The European Union has established automobile emission standards for NO_x, dust, and CO. These standards, collectively referred to as Euro emission standards, have been periodically reinforced⁸. In Europe, Euro 1 was established in 1992, and the latest Euro 6 standards have been used since 2013. To meet these air pollutant emission regulations, various engine technologies have been developed. For example, selective catalytic reduction (SCR) devices⁹ converted NO_x from the exhaust gas into nitrogen (N₂) and water (H₂O) by injecting a reductant such as ammonia (NH₃). Diesel particulate filters (DPFs) reduce particulate matters from the exhaust gas of a diesel engine¹⁰. Exhaust gas recirculation (EGR)¹¹ is a method that can effectively reduce NOx emitted to the atmosphere. What EGR does is recirculating a portion of the exhaust gas back to the engine and mixing it with the atmospheric air in the combustion chamber. This reduces the concentration of O₂ in the chamber, which in turn reduces the combustion of fuel and the peak combustion temperature, thereby reducing the generation of NOx from the process¹². Generally, a combination of above technologies is used to meet the stringent emission control standards in modern diesel cars¹³.

To control air pollutant emissions from diesel vehicles, the Korean government has also implemented various policies. In Korea, Euro 1 was first introduced in 1994, and the Euro 6 standards were introduced in September 2015 to limit automobile exhaust gas emissions. In the context of Euro 6, all new diesel cars were mandated to install SCR to reduce NO_x. In addition, Korea implemented policies such as providing subsidies for DPF attachments and early scrapping of high-emission diesel cars (since 2005)¹⁴, prohibiting old diesel vehicles from entering the metropolitan area from December to March (since December 2019), and implementing a vehicle emission rating system (since April 2020)¹⁵.

Previous researchers have reported that the Euro emission standards effectively reduced air pollution from automobile emissions^16–22. In Spain, vehicular CO and PM emissions have considerably reduced due to Euro 4 and 5 vehicular emission standards ¹⁶. In Paris and London, NO₂ and PM concentrations decreased owing to Euro 5¹⁷. Grigoratos et al. tested five Euro 6 heavy duty vehicles (HDVs) on-road under typical driving conditions and showed that all tested vehicles emitted less pollutants compared to HDVs with previous technologies¹⁸. Kim et al. investigated the NO_x emissions of 132 certified Euro 6 light duty diesel vehicles in Korea, and they analyzed the installed after-treatment devices and the vehicles’ control strategies¹⁹. Ko et al.²⁰ reported low NO_x emissions of Euro 6 vehicles under actual driving conditions, regardless of the total vehicle weight. Despite many previous studies, the effects of Euro 6 policies on the air pollutant concentration in the roadside air quality in Korea have not been studied.

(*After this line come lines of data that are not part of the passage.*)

//! Raw value conversions and wind direction codes.

use core::fmt;

#[cfg(feature = "serde")]
use serde::{Deserialize, Serialize};

/// Multiplier from raw temperature tenths to degrees Celsius.
pub const TEMPERATURE_SCALE: f32 = 0.1;

/// Multiplier from raw pressure tenths to hPa.
pub const PRESSURE_SCALE: f32 = 0.1;

/// Multiplier from raw wind speed tenths to m/s.
pub const WIND_SCALE: f32 = 0.1;

/// Millimetres of rain per counter tick.
pub const RAIN_SCALE: f32 = 0.3;

/// Degrees per wind direction code.
pub const DIRECTION_SCALE: f32 = 22.5;

/// Decode a sign-magnitude 16-bit value.
///
/// Bit 15 is the sign, the low 15 bits are the magnitude. Both zero
/// encodings (`0x0000`, `0x8000`) decode to 0.
///
/// ```
/// use wsp_types::units::fix_sign;
///
/// assert_eq!(fix_sign(0x00FA), 250);
/// assert_eq!(fix_sign(0x80FA), -250);
/// assert_eq!(fix_sign(0x8000), 0);
/// ```
#[must_use]
pub fn fix_sign(raw: u16) -> i32 {
    let magnitude = i32::from(raw & 0x7FFF);
    if raw & 0x8000 != 0 {
        -magnitude
    } else {
        magnitude
    }
}

/// Encode a value as sign-magnitude, the inverse of [`fix_sign`].
///
/// Magnitudes above `0x7FFF` are clamped.
#[must_use]
pub fn to_sign_magnitude(value: i32) -> u16 {
    let magnitude = value.unsigned_abs().min(0x7FFF) as u16;
    if value < 0 { magnitude | 0x8000 } else { magnitude }
}

/// Convert a raw tenths value to a float.
#[must_use]
pub fn tenths(raw: i32) -> f32 {
    raw as f32 * TEMPERATURE_SCALE
}

/// Convert a rain counter to millimetres.
#[must_use]
pub fn rain_mm(ticks: u16) -> f32 {
    f32::from(ticks) * RAIN_SCALE
}

/// One of the 16 compass points reported by the wind vane.
///
/// The labels follow the station's own display, which uses `NEE`/`SEE`
/// where a compass rose would read `ENE`/`ESE`.
///
/// ```
/// use wsp_types::WindDirection;
///
/// let dir = WindDirection::from_code(3).unwrap();
/// assert_eq!(dir.label(), "NEE");
/// assert_eq!(dir.degrees(), 67.5);
/// assert!(WindDirection::from_code(0x80).is_none());
/// ```
#[derive(Debug, Clone, Copy, PartialEq, Eq, Hash)]
#[cfg_attr(feature = "serde", derive(Serialize, Deserialize))]
#[repr(u8)]
pub enum WindDirection {
    N = 0,
    Nne = 1,
    Ne = 2,
    Nee = 3,
    E = 4,
    See = 5,
    Se = 6,
    Sse = 7,
    S = 8,
    Ssw = 9,
    Sw = 10,
    Wsw = 11,
    W = 12,
    Wnw = 13,
    Nw = 14,
    Nnw = 15,
}

const LABELS: [&str; 16] = [
    "N", "NNE", "NE", "NEE", "E", "SEE", "SE", "SSE", "S", "SSW", "SW", "WSW", "W", "WNW", "NW",
    "NNW",
];

const DIRECTIONS: [WindDirection; 16] = [
    WindDirection::N,
    WindDirection::Nne,
    WindDirection::Ne,
    WindDirection::Nee,
    WindDirection::E,
    WindDirection::See,
    WindDirection::Se,
    WindDirection::Sse,
    WindDirection::S,
    WindDirection::Ssw,
    WindDirection::Sw,
    WindDirection::Wsw,
    WindDirection::W,
    WindDirection::Wnw,
    WindDirection::Nw,
    WindDirection::Nnw,
];

impl WindDirection {
    /// Bit set in the direction byte when the vane reading is invalid.
    pub const INVALID_BIT: u8 = 0x80;

    /// Decode a direction byte. Returns `None` when the invalid bit is set.
    #[must_use]
    pub fn from_code(code: u8) -> Option<Self> {
        if code & Self::INVALID_BIT != 0 {
            return None;
        }
        DIRECTIONS.get(usize::from(code & 0x0F)).copied()
    }

    /// The raw 0..=15 code.
    #[must_use]
    pub fn code(self) -> u8 {
        self as u8
    }

    /// Compass label as shown on the station display.
    #[must_use]
    pub fn label(self) -> &'static str {
        LABELS[usize::from(self.code())]
    }

    /// Heading in degrees, 0 for north, clockwise.
    #[must_use]
    pub fn degrees(self) -> f32 {
        f32::from(self.code()) * DIRECTION_SCALE
    }
}

impl fmt::Display for WindDirection {
    fn fmt(&self, f: &mut fmt::Formatter<'_>) -> fmt::Result {
        f.write_str(self.label())
    }
}

#[cfg(test)]
mod tests {
    use super::*;
    use proptest::prelude::*;

    #[test]
    fn test_fix_sign_examples() {
        assert_eq!(fix_sign(0x0000), 0);
        assert_eq!(fix_sign(0x8000), 0);
        assert_eq!(fix_sign(0x7FFF), 32767);
        assert_eq!(fix_sign(0xFFFF), -32767);
        assert_eq!(fix_sign(0x8001), -1);
    }

    #[test]
    fn test_rain_and_tenths() {
        assert!((rain_mm(10) - 3.0).abs() < 1e-5);
        assert!((tenths(-52) + 5.2).abs() < 1e-5);
    }

    #[test]
    fn test_wind_direction_labels_and_degrees() {
        assert_eq!(WindDirection::from_code(0), Some(WindDirection::N));
        assert_eq!(WindDirection::from_code(15), Some(WindDirection::Nnw));
        assert_eq!(WindDirection::Nnw.degrees(), 337.5);
        assert_eq!(WindDirection::See.label(), "SEE");
        assert_eq!(WindDirection::Wsw.to_string(), "WSW");
    }

    #[test]
    fn test_wind_direction_invalid_bit() {
        assert_eq!(WindDirection::from_code(0x80), None);
        assert_eq!(WindDirection::from_code(0x8F), None);
    }

    #[test]
    fn test_wind_direction_codes_match_table() {
        for (code, dir) in DIRECTIONS.iter().enumerate() {
            assert_eq!(usize::from(dir.code()), code);
        }
    }

    proptest! {
        #[test]
        fn fix_sign_sign_follows_top_bit(raw: u16) {
            let value = fix_sign(raw);
            prop_assert_eq!(value.unsigned_abs(), u32::from(raw & 0x7FFF));
            if raw & 0x8000 == 0 {
                prop_assert!(value >= 0);
            } else {
                prop_assert!(value <= 0);
            }
        }

        #[test]
        fn sign_magnitude_inverts_fix_sign(value in -32767i32..=32767) {
            prop_assert_eq!(fix_sign(to_sign_magnitude(value)), value);
        }
    }
}
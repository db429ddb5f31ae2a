//! Settings block reports: summary, status, settings, alarms, maxmin.

use std::path::{Path, PathBuf};

use anyhow::{Context, Result, bail};
use wsp_core::HistoryOptions;

use crate::format::{
    FormatOptions, format_alarms_text, format_maxmin_text, format_settings_text,
    format_status_text, format_summary_text,
};
use crate::util::{open_station, read_settings, write_output};

/// Which settings block report to print.
#[derive(Debug, Clone, Copy, PartialEq, Eq)]
pub enum Report {
    Status,
    Settings,
    Alarms,
    Maxmin,
}

pub fn cmd_report(
    report: Report,
    infile: &Path,
    output: Option<&PathBuf>,
    opts: &FormatOptions,
) -> Result<()> {
    let mut station = open_station(infile)?;
    let settings = read_settings(&mut station)?;

    let content = match report {
        Report::Status => format_status_text(&settings, opts),
        Report::Settings => format_settings_text(&settings, opts),
        Report::Alarms => format_alarms_text(&settings, opts),
        Report::Maxmin => format_maxmin_text(&settings, opts),
    };

    write_output(output, &content)?;
    Ok(())
}

pub fn cmd_summary(infile: &Path, output: Option<&PathBuf>, opts: &FormatOptions) -> Result<()> {
    let mut station = open_station(infile)?;
    let settings = read_settings(&mut station)?;

    if settings.data_count == 0 {
        bail!("The station has no stored records yet.");
    }

    let history = station
        .read_history(&settings, &HistoryOptions::new().count(1))
        .context("Failed to read the newest record")?;
    let Some(newest) = history.newest() else {
        bail!(
            "The newest record at 0x{:04X} could not be read.",
            settings.current_pos
        );
    };

    write_output(output, &format_summary_text(newest, opts))?;
    Ok(())
}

Therefore, it is necessary to study the roadside air quality in Korea after the introduction of Euro 6 by comparing the air quality before and after the introduction.

Recently, air quality has been predicted using a combination of different artificial intelligence technologies^23–26. Jo et al. compared the performance of air quality prediction systems using deep neural network and long short-term memory (LSTM) models, which are used for time-series data-based predictions²³. Athira et al. predicted air quality using recurrent neural network (RNN), LSTM, and gated recurrent unit (GRU) based on pollution and meteorological time-series AirNet data²⁴. Tao et al. predicted air pollution by presenting a convolution-based bidirectional GRU method based on 1-D convolutional neural networks and bidirectional GRU neural networks²⁵. Feng et al. explained the causes of winter PM₁₀ fluctuations in nine Chinese cities using random forest (RF) and RNN²⁶.

In this study, the association between air quality and the diesel vehicles was modeled using RNN and RF. RNN is a type of artificial neural network that is suitable to process sequential data^27,28. It has a structure that can feedback outputs into inputs and has an internal memory that can remember important things from previous inputs. This structure makes it suitable for handling the dynamics of sequential data²⁸. RF is an ensemble of many decision trees, and it is known as one of the best performing machine learning algorithms for various classification and regression problems²⁹. The high model accuracy and the accurate prediction results can be achieved with RF by minimizing overfitting through various techniques³⁰. Since RNN and RF are both very popular algorithms for great modeling performance, this study decided to use both algorithms to model the air quality.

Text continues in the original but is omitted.